Friday, 4 September 2015

Propagating By Taking Cuttings

Lets face it, we get a great sense of satisfaction by growing our own plants from scratch and to share those plants with friends, even better. A big plus is, of course the savings you make by propagating your own plants. It provides the opportunity to grow plants that are perhaps not generally available in nurseries and have a proven record of growing successfully in our climate. Following are some basics when propagating from cuttings:

Hygiene is paramount - make sure everything you use is clean including pots and secateurs. Give the pots a good wash in hot soapy water and spray or wipe your secateurs between each cut with metho.

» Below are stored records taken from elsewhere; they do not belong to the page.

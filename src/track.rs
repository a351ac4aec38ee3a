use crate::error::Result;
use crate::geometry::curve::SplineCurve;
use crate::math::Point2;

/// Control points of the built-in 20-node circuit.
pub const DEFAULT_CIRCUIT: [(f64, f64); 20] = [
    (81.8, 195.0),
    (108.0, 210.0),
    (152.0, 216.0),
    (182.0, 185.6),
    (190.0, 159.0),
    (198.0, 122.0),
    (226.0, 93.0),
    (224.0, 41.0),
    (204.0, 15.0),
    (158.0, 24.0),
    (146.0, 52.0),
    (157.0, 93.0),
    (124.0, 129.0),
    (83.0, 104.0),
    (77.0, 62.0),
    (40.0, 57.0),
    (21.0, 83.0),
    (33.0, 145.0),
    (30.0, 198.0),
    (48.0, 210.0),
];

/// Builds the built-in circuit as a closed spline. Lengths are stale.
///
/// # Errors
///
/// Does not fail for the built-in data; the `Result` comes from
/// [`SplineCurve::new`].
pub fn default_circuit() -> Result<SplineCurve> {
    let points: Vec<Point2> = DEFAULT_CIRCUIT
        .iter()
        .map(|&(x, y)| Point2::new(x, y))
        .collect();
    SplineCurve::new(&points, true)
}

#[cfg(test)]
#[allow(clippy::unwrap_used)]
mod tests {
    use super::*;

    #[test]
    fn default_circuit_is_closed_with_twenty_nodes() {
        let mut track = default_circuit().unwrap();
        assert_eq!(track.len(), 20);
        assert!(!track.lengths_valid());
        track.recompute();
        assert!(track.total_length() > 0.0);
        for i in 0..track.len() {
            assert!(track.node_tangent(i).is_ok());
        }
    }
}
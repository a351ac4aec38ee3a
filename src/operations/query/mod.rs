mod nearest_control_point;
mod point_at_arc_length;

pub use nearest_control_point::NearestControlPoint;
pub use point_at_arc_length::{ArcLengthSample, PointAtArcLength};
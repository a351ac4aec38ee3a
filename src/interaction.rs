use crate::geometry::curve::SplineCurve;
use crate::math::Point2;
use crate::operations::query::NearestControlPoint;
use crate::solver::EditCommand;

/// Default pointer pick radius around control points.
pub const DEFAULT_PICK_RADIUS: f64 = 5.0;

/// Default marker speed in distance units per second.
pub const DEFAULT_MARKER_SPEED: f64 = 2.0;

/// Pointer input as delivered by the host window.
#[derive(Debug, Clone, Copy, PartialEq)]
pub enum PointerEvent {
    /// Primary button went down at a position.
    Pressed(Point2),
    /// Pointer moved while the button is held.
    Dragged(Point2),
    /// Primary button went up.
    Released,
}

/// Turns pointer events into control-point edits.
///
/// A press within the pick radius of a control point grabs it; while
/// grabbed, every press or drag moves it under the pointer.
#[derive(Debug, Clone)]
pub struct DragController {
    pick_radius: f64,
    selected: Option<usize>,
}

impl Default for DragController {
    fn default() -> Self {
        Self::new(DEFAULT_PICK_RADIUS)
    }
}

impl DragController {
    /// Creates a controller with the given pick radius.
    #[must_use]
    pub fn new(pick_radius: f64) -> Self {
        Self {
            pick_radius,
            selected: None,
        }
    }

    /// Returns the grabbed control point, if any.
    #[must_use]
    pub fn selected(&self) -> Option<usize> {
        self.selected
    }

    /// Handles one pointer event against the current reference path.
    pub fn handle(&mut self, event: PointerEvent, reference: &SplineCurve) -> Option<EditCommand> {
        let position = match event {
            PointerEvent::Released => {
                self.selected = None;
                return None;
            }
            PointerEvent::Pressed(position) => {
                if self.selected.is_none() {
                    self.selected =
                        NearestControlPoint::new(position, self.pick_radius).execute(reference);
                }
                position
            }
            PointerEvent::Dragged(position) => position,
        };

        self.selected.map(|index| EditCommand::SetPointPosition {
            index,
            x: position.x,
            y: position.y,
        })
    }
}

/// Relaxation passes per cycle, adjusted by the host's up/down keys.
#[derive(Debug, Clone, Copy, Default, PartialEq, Eq)]
pub struct IterationControl {
    count: usize,
}

impl IterationControl {
    /// Creates a control starting at `count`.
    #[must_use]
    pub fn new(count: usize) -> Self {
        Self { count }
    }

    /// Returns the current pass count.
    #[must_use]
    pub fn count(&self) -> usize {
        self.count
    }

    /// Adds one pass.
    pub fn increase(&mut self) {
        self.count = self.count.saturating_add(1);
    }

    /// Removes one pass, stopping at zero.
    pub fn decrease(&mut self) {
        self.count = self.count.saturating_sub(1);
    }
}

/// A point travelling along a closed curve at constant speed.
#[derive(Debug, Clone, Copy, PartialEq)]
pub struct Marker {
    distance: f64,
    speed: f64,
}

impl Default for Marker {
    fn default() -> Self {
        Self::new(1.0, DEFAULT_MARKER_SPEED)
    }
}

impl Marker {
    /// Creates a marker at `distance` moving at `speed` units per second.
    #[must_use]
    pub fn new(distance: f64, speed: f64) -> Self {
        Self { distance, speed }
    }

    /// Returns the distance travelled along the curve.
    #[must_use]
    pub fn distance(&self) -> f64 {
        self.distance
    }

    /// Advances by `elapsed` seconds, wrapping at `total_length`.
    pub fn advance(&mut self, elapsed: f64, total_length: f64) {
        self.distance += self.speed * elapsed;
        if total_length > 0.0 {
            self.distance = self.distance.rem_euclid(total_length);
        }
    }
}

#[cfg(test)]
#[allow(clippy::unwrap_used)]
mod tests {
    use super::*;
    use approx::assert_relative_eq;

    fn reference() -> SplineCurve {
        SplineCurve::new(
            &[
                Point2::new(0.0, 0.0),
                Point2::new(50.0, 0.0),
                Point2::new(50.0, 50.0),
                Point2::new(0.0, 50.0),
            ],
            true,
        )
        .unwrap()
    }

    #[test]
    fn press_near_node_grabs_and_moves_it() {
        let mut drag = DragController::default();
        let cmd = drag.handle(PointerEvent::Pressed(Point2::new(48.0, 2.0)), &reference());
        assert_eq!(drag.selected(), Some(1));
        assert_eq!(
            cmd,
            Some(EditCommand::SetPointPosition {
                index: 1,
                x: 48.0,
                y: 2.0
            })
        );
    }

    #[test]
    fn drag_follows_pointer_until_release() {
        let mut drag = DragController::default();
        let path = reference();
        drag.handle(PointerEvent::Pressed(Point2::new(1.0, 1.0)), &path);
        let cmd = drag.handle(PointerEvent::Dragged(Point2::new(30.0, 30.0)), &path);
        assert_eq!(
            cmd,
            Some(EditCommand::SetPointPosition {
                index: 0,
                x: 30.0,
                y: 30.0
            })
        );
        assert_eq!(drag.handle(PointerEvent::Released, &path), None);
        assert_eq!(drag.selected(), None);
        assert_eq!(drag.handle(PointerEvent::Dragged(Point2::new(1.0, 1.0)), &path), None);
    }

    #[test]
    fn press_in_empty_space_selects_nothing() {
        let mut drag = DragController::default();
        let cmd = drag.handle(PointerEvent::Pressed(Point2::new(25.0, 25.0)), &reference());
        assert_eq!(cmd, None);
        assert_eq!(drag.selected(), None);
    }

    #[test]
    fn iteration_count_floors_at_zero() {
        let mut control = IterationControl::new(1);
        control.decrease();
        control.decrease();
        assert_eq!(control.count(), 0);
        control.increase();
        control.increase();
        assert_eq!(control.count(), 2);
    }

    #[test]
    fn marker_wraps_at_total_length() {
        let mut marker = Marker::default();
        marker.advance(2.0, 10.0);
        assert_relative_eq!(marker.distance(), 5.0);
        marker.advance(3.0, 10.0);
        assert_relative_eq!(marker.distance(), 1.0);
    }

    #[test]
    fn marker_ignores_empty_curve() {
        let mut marker = Marker::new(0.0, 2.0);
        marker.advance(1.0, 0.0);
        assert_relative_eq!(marker.distance(), 2.0);
    }
}
pub mod vector_2d;

/// 2D point type.
pub type Point2 = nalgebra::Point2<f64>;

/// 2D vector type.
pub type Vector2 = nalgebra::Vector2<f64>;

/// Global geometric tolerance for floating-point comparisons.
pub const TOLERANCE: f64 = 1e-10;
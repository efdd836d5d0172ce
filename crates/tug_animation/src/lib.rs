//! Tug Animation
//!
//! Time-based visual transitions for the pull-to-refresh control.
//!
//! The control itself never blocks on an animation: it *requests* a
//! transition ([`TransitionSpec`]) and the rendering layer drives it with a
//! [`Tween`] stepped once per frame. Logical refresh state stays
//! authoritative regardless of whether a tween has visually finished.

pub mod easing;
pub mod tween;

pub use easing::Easing;
pub use tween::{TransitionSpec, Tween};
//! Scroll observer binding
//!
//! Owns the control's one subscription to a container: a non-owning handle
//! plus the subscription id. Guarantees exactly one subscription per attach
//! and unsubscription before the handle is released — `unbind` runs at most
//! once, and `Drop` falls back to it so a leaked binding cannot keep
//! delivering samples.

use std::sync::{Arc, Mutex, Weak};

use crate::scrollable::{ScrollContainer, SharedContainer, SubscriptionId};

/// The adapter between a container's offset notifications and the control
pub struct ScrollObserverBinding {
    container: Weak<Mutex<dyn ScrollContainer>>,
    subscription: Option<SubscriptionId>,
}

impl ScrollObserverBinding {
    pub(crate) fn new(container: &SharedContainer, subscription: SubscriptionId) -> Self {
        Self {
            container: Arc::downgrade(container),
            subscription: Some(subscription),
        }
    }

    /// Non-owning handle to the bound container
    pub fn container(&self) -> Weak<Mutex<dyn ScrollContainer>> {
        self.container.clone()
    }

    /// Whether this binding observes the given container.
    ///
    /// Compares allocation addresses (thin pointers), so two handles to the
    /// same container always match regardless of unsizing coercions.
    pub fn observes(&self, container: &SharedContainer) -> bool {
        self.container.as_ptr() as *const () == Arc::as_ptr(container) as *const ()
    }

    /// Remove the subscription from the container. Idempotent.
    pub fn unbind(&mut self) {
        if let Some(id) = self.subscription.take() {
            if let Some(container) = self.container.upgrade() {
                container.lock().unwrap().remove_offset_observer(id);
            }
        }
    }
}

impl Drop for ScrollObserverBinding {
    fn drop(&mut self) {
        self.unbind();
    }
}
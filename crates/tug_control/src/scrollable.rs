//! Scroll container interface
//!
//! The control never talks to a host framework directly. Any scrollable
//! surface it can attach to exposes this trait: offset/drag queries, an
//! animated top-inset mutation, and an explicit offset-change subscription
//! (no reflection or string-keyed observation).
//!
//! [`ScrollRegion`] is a concrete single-writer implementation for hosts
//! that have no native scrollable of their own, and for tests.

use std::sync::{Arc, Mutex};
use std::time::Duration;

use slotmap::{new_key_type, SlotMap};

use tug_animation::{TransitionSpec, Tween};
use tug_core::Sample;

use crate::error::AttachError;

new_key_type! {
    /// Unique identifier for one offset-change subscription
    pub struct SubscriptionId;
}

/// An offset-change observer, invoked once per sample
pub type OffsetObserver = Arc<Mutex<dyn FnMut(Sample) + Send>>;

/// A shared handle to any attachable scroll container
pub type SharedContainer = Arc<Mutex<dyn ScrollContainer>>;

/// The contract a scrollable container must fulfil for a refresh control
/// to attach to it.
///
/// While a control is attached, the refresh-related delta of the top inset
/// belongs exclusively to the control; if other code mutates it concurrently,
/// behavior is undefined.
pub trait ScrollContainer: Send {
    /// Current vertical content offset; negative = pulled below rest
    fn offset_y(&self) -> f32;

    /// Whether a drag gesture is currently in progress
    fn is_dragging(&self) -> bool;

    /// Current top content inset
    fn top_inset(&self) -> f32;

    /// Mutate the top inset by a signed delta, as a timed visual transition
    fn animate_top_inset_by(&mut self, delta: f32, spec: TransitionSpec);

    /// Register an offset-change observer.
    ///
    /// Containers that cannot deliver offset notifications return
    /// [`AttachError::ObservationUnsupported`]; the control treats this as
    /// fatal at attach time.
    fn on_offset_changed(&mut self, observer: OffsetObserver)
        -> Result<SubscriptionId, AttachError>;

    /// Remove an observer. Returns false if the id was already removed.
    fn remove_offset_observer(&mut self, id: SubscriptionId) -> bool;
}

/// A concrete in-process scroll container: one writer (the host event loop)
/// drives the offset, observers are notified per change, and the top inset
/// moves through a [`Tween`] stepped by the host's frame tick.
pub struct ScrollRegion {
    offset_y: f32,
    dragging: bool,
    top_inset: f32,
    /// In-flight inset transition (None when the inset is at rest)
    inset_tween: Option<Tween>,
    observers: SlotMap<SubscriptionId, OffsetObserver>,
}

impl ScrollRegion {
    pub fn new(top_inset: f32) -> Self {
        Self {
            offset_y: 0.0,
            dragging: false,
            top_inset,
            inset_tween: None,
            observers: SlotMap::with_key(),
        }
    }

    /// Create a region behind the shared-handle type the control attaches to
    pub fn shared(top_inset: f32) -> Arc<Mutex<Self>> {
        Arc::new(Mutex::new(Self::new(top_inset)))
    }

    /// Number of live offset observers
    pub fn observer_count(&self) -> usize {
        self.observers.len()
    }

    fn sample(&self) -> Sample {
        Sample {
            offset_y: self.offset_y,
            dragging: self.dragging,
        }
    }

    /// Update the offset/drag state and notify observers.
    ///
    /// Observer snapshot is taken under the lock and invoked after it is
    /// released, so an observer may re-enter the region (e.g. to apply an
    /// inset change) without deadlocking. Delivery is synchronous and
    /// non-reentrant with respect to the caller.
    pub fn set_offset(this: &Arc<Mutex<Self>>, offset_y: f32, dragging: bool) {
        let (sample, observers) = {
            let mut region = this.lock().unwrap();
            region.offset_y = offset_y;
            region.dragging = dragging;
            let observers: Vec<OffsetObserver> = region.observers.values().cloned().collect();
            (region.sample(), observers)
        };
        for observer in observers {
            (observer.lock().unwrap())(sample);
        }
    }

    /// Advance the inset transition by a frame delta
    pub fn tick(&mut self, dt: Duration) {
        if let Some(tween) = self.inset_tween.as_mut() {
            self.top_inset = tween.step(dt);
            if tween.is_settled() {
                self.inset_tween = None;
            }
        }
    }

    /// Whether an inset transition is still running
    pub fn is_inset_settled(&self) -> bool {
        self.inset_tween.is_none()
    }
}

impl ScrollContainer for ScrollRegion {
    fn offset_y(&self) -> f32 {
        self.offset_y
    }

    fn is_dragging(&self) -> bool {
        self.dragging
    }

    fn top_inset(&self) -> f32 {
        self.top_inset
    }

    fn animate_top_inset_by(&mut self, delta: f32, spec: TransitionSpec) {
        // Deltas compose against the in-flight target so back-to-back
        // requests can never drift the inset away from an exact round trip.
        let current_target = self
            .inset_tween
            .map(|tween| tween.target())
            .unwrap_or(self.top_inset);
        let target = current_target + delta;
        tracing::debug!(delta, target, "inset transition requested");
        self.inset_tween = Some(Tween::new(self.top_inset, target, spec));
    }

    fn on_offset_changed(
        &mut self,
        observer: OffsetObserver,
    ) -> Result<SubscriptionId, AttachError> {
        Ok(self.observers.insert(observer))
    }

    fn remove_offset_observer(&mut self, id: SubscriptionId) -> bool {
        self.observers.remove(id).is_some()
    }
}
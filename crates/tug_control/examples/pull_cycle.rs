//! Drives a full pull-to-refresh cycle against an in-process scroll region.
//!
//! Run with transition logging:
//!
//! ```sh
//! RUST_LOG=debug cargo run -p tug_control --example pull_cycle
//! ```

use std::time::Duration;

use tug_control::{RefreshControl, ScrollContainer, ScrollRegion, SharedContainer};

fn main() -> Result<(), Box<dyn std::error::Error>> {
    tracing_subscriber::fmt()
        .with_env_filter(
            tracing_subscriber::EnvFilter::try_from_default_env()
                .unwrap_or_else(|_| "debug".into()),
        )
        .init();

    let region = ScrollRegion::shared(0.0);
    let container: SharedContainer = region.clone();

    let control = RefreshControl::new().on_refresh(|| {
        println!("refresh requested — caller would fetch data now");
    });
    control.attach(&container)?;

    // The user pulls down past the -50 threshold...
    for offset in [-10.0, -30.0, -55.0, -70.0] {
        ScrollRegion::set_offset(&region, offset, true);
        println!("offset {offset:>6.1}  state {:?}", control.state());
    }

    // ...and lets go.
    ScrollRegion::set_offset(&region, -70.0, false);
    println!("released       state {:?}", control.state());

    // Let the inset transition settle (the host frame loop would do this)
    region.lock().unwrap().tick(Duration::from_millis(300));
    println!("inset while refreshing: {}", region.lock().unwrap().top_inset());

    // The data refresh finishes.
    control.end_refreshing();
    region.lock().unwrap().tick(Duration::from_millis(300));
    println!(
        "done           state {:?}  inset {}",
        control.state(),
        region.lock().unwrap().top_inset()
    );

    Ok(())
}
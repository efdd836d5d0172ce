//! Scalar tweens
//!
//! A `Tween` carries one float (here: a container's top inset, or an arrow
//! angle) from a start value to a target over a fixed duration with an
//! easing curve. Stepped with a frame delta by whoever owns the render loop.

use std::time::Duration;

use crate::easing::Easing;

/// How a requested transition should run
#[derive(Clone, Copy, Debug, PartialEq)]
pub struct TransitionSpec {
    pub duration: Duration,
    pub easing: Easing,
}

impl Default for TransitionSpec {
    /// The standard inset transition: 250 ms, ease-in-out
    fn default() -> Self {
        Self {
            duration: Duration::from_millis(250),
            easing: Easing::EaseInOut,
        }
    }
}

/// A float interpolation in flight
#[derive(Clone, Copy, Debug)]
pub struct Tween {
    from: f32,
    to: f32,
    spec: TransitionSpec,
    elapsed: Duration,
}

impl Tween {
    pub fn new(from: f32, to: f32, spec: TransitionSpec) -> Self {
        Self {
            from,
            to,
            spec,
            elapsed: Duration::ZERO,
        }
    }

    /// Advance by a frame delta and return the new value
    pub fn step(&mut self, dt: Duration) -> f32 {
        self.elapsed = self.elapsed.saturating_add(dt);
        self.value()
    }

    /// Current value at the elapsed time
    pub fn value(&self) -> f32 {
        if self.is_settled() {
            return self.to;
        }
        let progress = self.elapsed.as_secs_f32() / self.spec.duration.as_secs_f32();
        self.from + (self.to - self.from) * self.spec.easing.apply(progress)
    }

    /// Final value this tween is heading toward
    pub fn target(&self) -> f32 {
        self.to
    }

    /// True once the full duration has elapsed (or the duration was zero)
    pub fn is_settled(&self) -> bool {
        self.elapsed >= self.spec.duration
    }
}
//! Cosmetic model of the refresh control
//!
//! Arrow, spinner and message label state, plus the strip the control
//! occupies above the container's visible top edge. This is a model only —
//! the rendering layer draws it and runs the arrow-flip transition. All
//! parts are built once at construction; [`RefreshControlView::apply`] is
//! the only mutation path.

use std::f32::consts::PI;

use tug_animation::TransitionSpec;
use tug_core::{CosmeticPhase, DEFAULT_CONTROL_HEIGHT};

/// Label shown while idle
pub const REST_LABEL: &str = "Pull to refresh";
/// Label shown while armed
pub const ARMED_LABEL: &str = "Release to refresh";
/// Label shown while refreshing
pub const BUSY_LABEL: &str = "Refreshing…";

/// The strip the control occupies: full container width, positioned
/// immediately above the container's visible top edge.
#[derive(Debug, Clone, Copy, PartialEq)]
pub struct Frame {
    /// Vertical origin relative to the container's top edge (negative)
    pub origin_y: f32,
    /// Strip height, equal to the control height
    pub height: f32,
}

/// Pull-direction arrow
#[derive(Debug, Clone, Copy, PartialEq)]
pub struct ArrowIndicator {
    pub visible: bool,
    /// Target rotation in radians: 0 at rest, π when armed
    pub angle: f32,
}

/// Activity spinner
#[derive(Debug, Clone, Copy, PartialEq)]
pub struct SpinnerIndicator {
    pub spinning: bool,
}

/// Snapshot of everything the rendering layer needs to draw the control
#[derive(Debug, Clone, PartialEq)]
pub struct RefreshControlView {
    pub frame: Frame,
    pub arrow: ArrowIndicator,
    pub spinner: SpinnerIndicator,
    pub label: &'static str,
    /// How the arrow flip (and any other cosmetic motion) should animate
    pub transition: TransitionSpec,
}

impl RefreshControlView {
    pub fn new(control_height: f32) -> Self {
        Self {
            frame: Frame {
                origin_y: -control_height,
                height: control_height,
            },
            arrow: ArrowIndicator {
                visible: true,
                angle: 0.0,
            },
            spinner: SpinnerIndicator { spinning: false },
            label: REST_LABEL,
            transition: TransitionSpec::default(),
        }
    }

    /// Adopt the cosmetic configuration for a phase. Idempotent.
    pub fn apply(&mut self, phase: CosmeticPhase) {
        match phase {
            CosmeticPhase::Rest => {
                self.arrow.visible = true;
                self.arrow.angle = 0.0;
                self.spinner.spinning = false;
                self.label = REST_LABEL;
            }
            CosmeticPhase::Armed => {
                self.arrow.angle = PI;
                self.label = ARMED_LABEL;
            }
            CosmeticPhase::Busy => {
                self.arrow.visible = false;
                self.spinner.spinning = true;
                self.label = BUSY_LABEL;
            }
        }
    }
}

impl Default for RefreshControlView {
    fn default() -> Self {
        Self::new(DEFAULT_CONTROL_HEIGHT)
    }
}
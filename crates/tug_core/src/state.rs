//! Refresh state machine
//!
//! Pure transition functions: `(state, sample) -> Option<(new_state, effects)>`.
//! The dispatcher that applies effects to a container/view/listener lives in
//! `tug_control`; nothing here performs a side effect, it only describes them.
//! Returning `None` for a sample that changes nothing makes repeated
//! identical samples idempotent by construction.

use smallvec::{smallvec, SmallVec};

use crate::geometry::RefreshGeometry;

/// Discrete refresh states, exactly one per control
#[derive(Debug, Clone, Copy, PartialEq, Eq, Hash, Default)]
pub enum RefreshState {
    /// At rest; pulling past the threshold while dragging arms the control
    #[default]
    Idle,
    /// Releasing the drag now will trigger a refresh
    Armed,
    /// Refresh in progress; persists until `end_refreshing` is called
    Refreshing,
}

impl RefreshState {
    /// Returns true while a refresh episode is in progress
    pub fn is_refreshing(&self) -> bool {
        matches!(self, RefreshState::Refreshing)
    }
}

/// One scroll-offset observation, consumed immediately and never stored
#[derive(Debug, Clone, Copy, PartialEq)]
pub struct Sample {
    /// Vertical content offset; negative = content pulled below rest position
    pub offset_y: f32,
    /// Whether a drag gesture is currently in progress
    pub dragging: bool,
}

/// Cosmetic configuration the view should adopt for a state
#[derive(Debug, Clone, Copy, PartialEq, Eq)]
pub enum CosmeticPhase {
    /// Arrow at rest orientation, spinner stopped, "pull to refresh"
    Rest,
    /// Arrow flipped, "release to refresh"
    Armed,
    /// Arrow hidden, spinner running, "refreshing"
    Busy,
}

/// A side effect requested by a transition, to be applied by the dispatcher
#[derive(Debug, Clone, Copy, PartialEq)]
pub enum SideEffect {
    /// Update the cosmetic layer (arrow / spinner / label)
    Cosmetic(CosmeticPhase),
    /// Animate the container's top inset by a signed delta
    AdjustInset { delta: f32 },
    /// Notify the external listener that a refresh should begin
    NotifyRefreshRequested,
}

/// Effect list for a single transition; never longer than three
pub type Effects = SmallVec<[SideEffect; 3]>;

/// Evaluate one sample against the current state.
///
/// Returns `None` when the sample causes no transition (and therefore no
/// side effects). The threshold is `-(base_inset_top + control_height)`:
/// the control arms only once the pull exposes the full control strip.
pub fn on_sample(
    state: RefreshState,
    sample: Sample,
    geometry: RefreshGeometry,
) -> Option<(RefreshState, Effects)> {
    let threshold = geometry.threshold();

    if sample.dragging {
        match state {
            // Pulled past the threshold: arm. No inset change yet.
            RefreshState::Idle if sample.offset_y < threshold => Some((
                RefreshState::Armed,
                smallvec![SideEffect::Cosmetic(CosmeticPhase::Armed)],
            )),
            // Retreated past the threshold before release: disarm.
            RefreshState::Armed if sample.offset_y >= threshold => Some((
                RefreshState::Idle,
                smallvec![SideEffect::Cosmetic(CosmeticPhase::Rest)],
            )),
            _ => None,
        }
    } else {
        match state {
            // Released while armed: the one and only way into Refreshing.
            RefreshState::Armed => Some((
                RefreshState::Refreshing,
                smallvec![
                    SideEffect::Cosmetic(CosmeticPhase::Busy),
                    SideEffect::AdjustInset {
                        delta: geometry.control_height,
                    },
                    SideEffect::NotifyRefreshRequested,
                ],
            )),
            // Releasing while Idle does nothing; a refresh in progress is
            // not re-triggered by further release samples.
            _ => None,
        }
    }
}

/// Force a transition back to `Idle` from any state.
///
/// The inset is restored only when the prior state was `Refreshing` — it was
/// never modified for `Armed`. Calling this while already `Idle` re-emits
/// only the cosmetic rest phase, which the view applies idempotently.
pub fn on_end_refreshing(state: RefreshState, geometry: RefreshGeometry) -> (RefreshState, Effects) {
    let mut effects: Effects = smallvec![SideEffect::Cosmetic(CosmeticPhase::Rest)];
    if state == RefreshState::Refreshing {
        effects.push(SideEffect::AdjustInset {
            delta: -geometry.control_height,
        });
    }
    (RefreshState::Idle, effects)
}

Collect good quality healthy plant material - taking cuttings from a dying plant is not the way to go nor is it a very good idea to take cuttings from something that is suffering from pest or disease infestation. Take cuttings that are young, but firm from healthy plants.

If you cannot propagate the cutting immediately, store it in some newspaper moistened with water in a plastic bag and keep cool.

If you have been invited to take cuttings from a friend's garden take your own 'kit' - an esky, ice brick, plastic bags, newspaper, secateurs, metho, labels, permanent marker and a spray bottle of water. 

As a general rule cut below the node/leaf joint on the base of the cutting and above the node/leaf joint at the top of the cutting. A really good plant to practice on is hydrangea as the buds and leaf nodes are very prominent.

Some leaves should be left attached, but no buds or flowers. Trim back leaves to half their size so the cutting doesn't loose too much moisture. Another good idea is to spray the cutting with a preparation that cuts back expiration. 

If you are propagating a number of plants at the same time, drop them into a container of diluted seaweed before placing them into the hormone powder/gel/liquid and into the pot. By using a hormone product the chances of success are far greater, some people use natural honey.

Don't use potting mix but a good quality propagating mix or home made compost.

Water plants in with seaweed.

Place in light shade and water each week with seaweed solution.

Never let your cuttings dry out or sit in a saucer of water.

Pot on into a good quality potting mix or directly into the garden once the roots have begun to show through the base of the pot.